### Data to examine

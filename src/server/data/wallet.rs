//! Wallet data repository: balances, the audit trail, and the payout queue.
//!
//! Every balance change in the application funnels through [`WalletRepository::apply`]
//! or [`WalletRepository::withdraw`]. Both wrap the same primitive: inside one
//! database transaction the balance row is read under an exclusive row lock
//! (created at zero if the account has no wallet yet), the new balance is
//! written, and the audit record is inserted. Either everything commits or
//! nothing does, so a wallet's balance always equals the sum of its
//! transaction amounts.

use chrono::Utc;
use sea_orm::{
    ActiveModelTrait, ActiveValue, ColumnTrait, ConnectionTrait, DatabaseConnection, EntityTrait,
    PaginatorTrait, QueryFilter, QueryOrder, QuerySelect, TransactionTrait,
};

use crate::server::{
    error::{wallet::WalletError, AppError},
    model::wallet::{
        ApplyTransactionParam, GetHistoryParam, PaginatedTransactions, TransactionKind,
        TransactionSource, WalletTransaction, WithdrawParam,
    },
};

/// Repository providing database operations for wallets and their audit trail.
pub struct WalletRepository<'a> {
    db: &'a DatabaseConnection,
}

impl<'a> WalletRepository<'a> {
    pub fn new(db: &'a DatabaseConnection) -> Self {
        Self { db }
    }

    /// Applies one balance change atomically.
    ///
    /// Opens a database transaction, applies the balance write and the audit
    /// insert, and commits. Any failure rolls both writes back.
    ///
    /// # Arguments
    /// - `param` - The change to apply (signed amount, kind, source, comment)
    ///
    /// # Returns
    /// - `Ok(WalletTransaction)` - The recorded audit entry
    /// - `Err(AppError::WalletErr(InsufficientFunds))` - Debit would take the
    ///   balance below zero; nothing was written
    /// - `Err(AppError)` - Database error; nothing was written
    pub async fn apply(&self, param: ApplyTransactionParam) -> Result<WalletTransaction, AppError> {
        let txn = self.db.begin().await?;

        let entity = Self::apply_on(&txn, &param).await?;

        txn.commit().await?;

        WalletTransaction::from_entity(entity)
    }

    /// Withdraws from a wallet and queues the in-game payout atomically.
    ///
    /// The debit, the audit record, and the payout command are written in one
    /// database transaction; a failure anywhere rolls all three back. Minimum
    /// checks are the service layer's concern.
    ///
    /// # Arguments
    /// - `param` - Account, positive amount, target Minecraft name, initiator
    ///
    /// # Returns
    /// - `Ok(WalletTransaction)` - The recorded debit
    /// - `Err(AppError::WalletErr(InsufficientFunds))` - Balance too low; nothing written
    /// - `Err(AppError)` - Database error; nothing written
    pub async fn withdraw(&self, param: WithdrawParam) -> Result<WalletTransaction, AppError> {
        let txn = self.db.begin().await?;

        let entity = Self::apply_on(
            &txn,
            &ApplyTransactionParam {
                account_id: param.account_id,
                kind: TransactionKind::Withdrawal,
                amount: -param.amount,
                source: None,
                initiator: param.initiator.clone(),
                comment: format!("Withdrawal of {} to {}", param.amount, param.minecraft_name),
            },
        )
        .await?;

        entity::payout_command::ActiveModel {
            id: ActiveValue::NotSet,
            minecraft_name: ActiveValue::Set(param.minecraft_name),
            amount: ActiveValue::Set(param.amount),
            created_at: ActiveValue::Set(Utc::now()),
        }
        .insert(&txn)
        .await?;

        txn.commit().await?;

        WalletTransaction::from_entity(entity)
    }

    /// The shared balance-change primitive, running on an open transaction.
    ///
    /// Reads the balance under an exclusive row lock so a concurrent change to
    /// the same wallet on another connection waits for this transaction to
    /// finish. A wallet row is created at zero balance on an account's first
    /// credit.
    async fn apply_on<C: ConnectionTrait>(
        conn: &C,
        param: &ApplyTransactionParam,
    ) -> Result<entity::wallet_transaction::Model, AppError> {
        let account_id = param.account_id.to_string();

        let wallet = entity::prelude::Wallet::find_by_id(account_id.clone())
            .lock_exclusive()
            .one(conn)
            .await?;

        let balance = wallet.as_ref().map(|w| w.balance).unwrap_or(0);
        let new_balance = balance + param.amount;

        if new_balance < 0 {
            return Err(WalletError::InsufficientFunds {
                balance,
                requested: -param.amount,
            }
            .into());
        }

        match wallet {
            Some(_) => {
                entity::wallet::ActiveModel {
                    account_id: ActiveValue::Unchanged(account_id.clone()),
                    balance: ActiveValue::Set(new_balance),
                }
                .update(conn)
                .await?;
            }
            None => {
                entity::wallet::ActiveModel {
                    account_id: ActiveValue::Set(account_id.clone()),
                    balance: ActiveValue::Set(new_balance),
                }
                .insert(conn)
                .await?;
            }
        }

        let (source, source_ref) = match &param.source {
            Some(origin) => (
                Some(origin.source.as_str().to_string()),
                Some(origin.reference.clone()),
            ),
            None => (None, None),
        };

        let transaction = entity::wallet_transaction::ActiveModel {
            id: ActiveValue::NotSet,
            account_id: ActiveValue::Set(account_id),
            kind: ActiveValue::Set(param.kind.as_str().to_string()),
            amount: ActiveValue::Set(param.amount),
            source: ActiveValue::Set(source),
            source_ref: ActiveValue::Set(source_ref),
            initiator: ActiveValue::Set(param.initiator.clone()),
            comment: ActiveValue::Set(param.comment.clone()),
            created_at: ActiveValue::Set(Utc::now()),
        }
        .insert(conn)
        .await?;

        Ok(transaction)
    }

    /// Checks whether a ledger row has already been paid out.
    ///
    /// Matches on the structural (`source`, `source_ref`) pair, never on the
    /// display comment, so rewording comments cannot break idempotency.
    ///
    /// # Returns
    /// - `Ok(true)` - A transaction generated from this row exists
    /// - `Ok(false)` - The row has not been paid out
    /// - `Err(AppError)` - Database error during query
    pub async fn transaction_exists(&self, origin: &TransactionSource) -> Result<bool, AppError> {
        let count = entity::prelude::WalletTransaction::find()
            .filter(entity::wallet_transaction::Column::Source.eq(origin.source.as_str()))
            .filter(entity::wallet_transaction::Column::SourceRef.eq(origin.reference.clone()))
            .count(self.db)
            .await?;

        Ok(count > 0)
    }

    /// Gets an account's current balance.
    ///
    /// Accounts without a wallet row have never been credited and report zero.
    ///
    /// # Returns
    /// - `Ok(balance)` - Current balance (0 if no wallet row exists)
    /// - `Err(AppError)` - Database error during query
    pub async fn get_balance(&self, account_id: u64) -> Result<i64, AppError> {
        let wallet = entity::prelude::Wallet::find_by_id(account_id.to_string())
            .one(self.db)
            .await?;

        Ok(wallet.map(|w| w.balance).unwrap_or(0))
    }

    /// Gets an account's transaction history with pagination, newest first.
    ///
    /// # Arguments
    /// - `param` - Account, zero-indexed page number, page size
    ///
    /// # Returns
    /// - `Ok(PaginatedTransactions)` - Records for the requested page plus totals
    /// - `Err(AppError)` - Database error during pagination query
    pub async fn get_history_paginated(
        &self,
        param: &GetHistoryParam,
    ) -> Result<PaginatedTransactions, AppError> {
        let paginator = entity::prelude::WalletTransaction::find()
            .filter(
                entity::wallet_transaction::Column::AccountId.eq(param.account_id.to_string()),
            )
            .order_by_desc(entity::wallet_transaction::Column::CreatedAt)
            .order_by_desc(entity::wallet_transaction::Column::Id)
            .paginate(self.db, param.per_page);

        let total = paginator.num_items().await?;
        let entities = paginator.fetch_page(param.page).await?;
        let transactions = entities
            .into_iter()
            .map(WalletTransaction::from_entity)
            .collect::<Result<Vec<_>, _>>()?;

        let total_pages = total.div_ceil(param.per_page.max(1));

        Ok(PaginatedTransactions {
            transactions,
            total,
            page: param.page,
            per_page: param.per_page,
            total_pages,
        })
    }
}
...
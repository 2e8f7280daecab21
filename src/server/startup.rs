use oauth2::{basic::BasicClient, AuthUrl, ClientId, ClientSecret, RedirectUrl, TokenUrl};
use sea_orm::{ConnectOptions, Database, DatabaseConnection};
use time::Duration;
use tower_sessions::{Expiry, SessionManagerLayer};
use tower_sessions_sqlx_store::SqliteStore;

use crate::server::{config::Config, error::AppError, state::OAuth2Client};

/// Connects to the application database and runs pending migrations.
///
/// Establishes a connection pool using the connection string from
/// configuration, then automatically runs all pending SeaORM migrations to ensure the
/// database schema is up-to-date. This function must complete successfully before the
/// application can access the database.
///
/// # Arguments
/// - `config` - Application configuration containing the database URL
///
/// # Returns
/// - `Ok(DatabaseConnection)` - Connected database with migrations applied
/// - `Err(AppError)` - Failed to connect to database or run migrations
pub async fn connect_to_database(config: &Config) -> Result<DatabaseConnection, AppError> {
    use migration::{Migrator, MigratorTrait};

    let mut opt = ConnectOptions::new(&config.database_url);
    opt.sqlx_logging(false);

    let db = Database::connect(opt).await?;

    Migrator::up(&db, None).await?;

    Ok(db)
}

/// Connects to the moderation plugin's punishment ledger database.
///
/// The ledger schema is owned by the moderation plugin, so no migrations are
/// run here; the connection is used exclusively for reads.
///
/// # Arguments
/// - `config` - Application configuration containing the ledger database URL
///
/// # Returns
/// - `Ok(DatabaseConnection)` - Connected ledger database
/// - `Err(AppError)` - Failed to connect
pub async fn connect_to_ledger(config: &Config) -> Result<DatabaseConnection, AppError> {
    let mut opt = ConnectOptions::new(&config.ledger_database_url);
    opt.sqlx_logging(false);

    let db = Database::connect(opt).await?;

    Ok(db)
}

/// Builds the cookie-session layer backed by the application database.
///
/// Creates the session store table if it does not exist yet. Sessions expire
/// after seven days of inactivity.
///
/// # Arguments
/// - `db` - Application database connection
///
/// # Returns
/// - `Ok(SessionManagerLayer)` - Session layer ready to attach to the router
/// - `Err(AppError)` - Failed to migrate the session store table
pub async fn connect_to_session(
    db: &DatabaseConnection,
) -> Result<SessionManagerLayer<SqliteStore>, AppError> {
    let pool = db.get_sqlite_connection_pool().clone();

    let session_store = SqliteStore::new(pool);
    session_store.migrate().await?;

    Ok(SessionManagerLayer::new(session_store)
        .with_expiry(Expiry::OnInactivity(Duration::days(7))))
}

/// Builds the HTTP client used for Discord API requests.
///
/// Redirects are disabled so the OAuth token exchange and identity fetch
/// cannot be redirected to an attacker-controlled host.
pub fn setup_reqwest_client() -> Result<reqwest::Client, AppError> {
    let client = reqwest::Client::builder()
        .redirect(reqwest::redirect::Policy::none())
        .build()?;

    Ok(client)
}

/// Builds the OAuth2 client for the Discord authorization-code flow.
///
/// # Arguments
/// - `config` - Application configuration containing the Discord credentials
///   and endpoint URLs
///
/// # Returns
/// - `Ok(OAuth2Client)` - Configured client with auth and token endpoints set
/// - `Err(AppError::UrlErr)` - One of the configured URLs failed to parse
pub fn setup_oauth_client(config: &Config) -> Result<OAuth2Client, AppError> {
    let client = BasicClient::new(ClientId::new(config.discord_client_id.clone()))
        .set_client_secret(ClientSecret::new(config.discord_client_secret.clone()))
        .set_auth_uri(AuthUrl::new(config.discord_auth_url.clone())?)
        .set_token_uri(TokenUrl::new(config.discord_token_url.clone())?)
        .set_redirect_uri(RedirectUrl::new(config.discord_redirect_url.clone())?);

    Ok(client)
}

### Required work
Above are the records; copy every line in them that holds the word "DatabaseConnection".

### Written answer
    ActiveModelTrait, ActiveValue, ColumnTrait, ConnectionTrait, DatabaseConnection, EntityTrait,
    db: &'a DatabaseConnection,
    pub fn new(db: &'a DatabaseConnection) -> Self {
use sea_orm::{ConnectOptions, Database, DatabaseConnection};
/// - `Ok(DatabaseConnection)` - Connected database with migrations applied
pub async fn connect_to_database(config: &Config) -> Result<DatabaseConnection, AppError> {
/// - `Ok(DatabaseConnection)` - Connected ledger database
pub async fn connect_to_ledger(config: &Config) -> Result<DatabaseConnection, AppError> {
    db: &DatabaseConnection,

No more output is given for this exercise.